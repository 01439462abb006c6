use std::path::{Component, Path, PathBuf};

use staticfile_core::Report;

/// Resolves the application root from the `root` directive.
///
/// An empty `root_dir` means the build directory itself. The result is
/// absolute and lexically normalized; it must exist and be a directory.
pub fn resolve_app_root(
    build_dir: &Path,
    root_dir: &str,
    report: &mut Report,
) -> Result<PathBuf, RootError> {
    let relative = if root_dir.is_empty() { "." } else { root_dir };

    let joined = build_dir.join(relative);
    let absolute = std::path::absolute(&joined).map_err(|e| RootError::Resolve {
        path: joined.clone(),
        source: e,
    })?;
    let root = normalize(&absolute);

    report.step(format!("Root folder {}", root.display()));

    let metadata = match std::fs::metadata(&root) {
        Ok(metadata) => metadata,
        Err(e) => {
            tracing::debug!(path = %root.display(), error = %e, "root directory stat failed");
            return Err(RootError::NotFound {
                root: relative.to_owned(),
            });
        }
    };
    if !metadata.is_dir() {
        return Err(RootError::NotADirectory {
            root: relative.to_owned(),
        });
    }

    Ok(root)
}

/// Drops `.` components and folds `..` into its parent without touching
/// the filesystem. Leading `..` of a relative path are kept; `..` at the
/// filesystem root is dropped.
pub(crate) fn normalize(path: &Path) -> PathBuf {
    let mut out = PathBuf::new();
    for component in path.components() {
        match component {
            Component::CurDir => {}
            Component::ParentDir => match out.components().next_back() {
                Some(Component::Normal(_)) => {
                    out.pop();
                }
                Some(Component::RootDir | Component::Prefix(_)) => {}
                Some(Component::ParentDir | Component::CurDir) | None => out.push(".."),
            },
            other => out.push(other.as_os_str()),
        }
    }
    out
}

#[derive(Debug, thiserror::Error)]
pub enum RootError {
    #[error("failed to resolve root directory {path}")]
    Resolve {
        path: PathBuf,
        source: std::io::Error,
    },
    #[error("the application Staticfile specifies a root directory {root} that does not exist")]
    NotFound { root: String },
    #[error(
        "the application Staticfile specifies a root directory {root} that is a plain file, but was expected to be a directory"
    )]
    NotADirectory { root: String },
}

+ + + + + + +

**Task**
Transcribe all of the material exactly as it appears.

**Output below**
repository 01439462abb006c6
use std::path::{Component, Path, PathBuf};

use staticfile_core::Report;

/// Resolves the application root from the `root` directive.
///
/// An empty `root_dir` means the build directory itself. The result is
/// absolute and lexically normalized; it must exist and be a directory.
pub fn resolve_app_root(
    build_dir: &Path,
    root_dir: &str,
    report: &mut Report,
) -> Result<PathBuf, RootError> {
    let relative = if root_dir.is_empty() { "." } else { root_dir };

    let joined = build_dir.join(relative);
    let absolute = std::path::absolute(&joined).map_err(|e| RootError::Resolve {
        path: joined.clone(),
        source: e,
    })?;
    let root = normalize(&absolute);

    report.step(format!("Root folder {}", root.display()));

    let metadata = match std::fs::metadata(&root) {
        Ok(metadata) => metadata,
        Err(e) => {
            tracing::debug!(path = %root.display(), error = %e, "root directory stat failed");
            return Err(RootError::NotFound {
                root: relative.to_owned(),
            });
        }
    };
    if !metadata.is_dir() {
        return Err(RootError::NotADirectory {
            root: relative.to_owned(),
        });
    }

    Ok(root)
}

/// Drops `.` components and folds `..` into its parent without touching
/// the filesystem. Leading `..` of a relative path are kept; `..` at the
/// filesystem root is dropped.
pub(crate) fn normalize(path: &Path) -> PathBuf {
    let mut out = PathBuf::new();
    for component in path.components() {
        match component {
            Component::CurDir => {}
            Component::ParentDir => match out.components().next_back() {
                Some(Component::Normal(_)) => {
                    out.pop();
                }
                Some(Component::RootDir | Component::Prefix(_)) => {}
                Some(Component::ParentDir | Component::CurDir) | None => out.push(".."),
            },
            other => out.push(other.as_os_str()),
        }
    }
    out
}

#[derive(Debug, thiserror::Error)]
pub enum RootError {
    #[error("failed to resolve root directory {path}")]
    Resolve {
        path: PathBuf,
        source: std::io::Error,
    },
    #[error("the application Staticfile specifies a root directory {root} that does not exist")]
    NotFound { root: String },
    #[error(
        "the application Staticfile specifies a root directory {root} that is a plain file, but was expected to be a directory"
    )]
    NotADirectory { root: String },
}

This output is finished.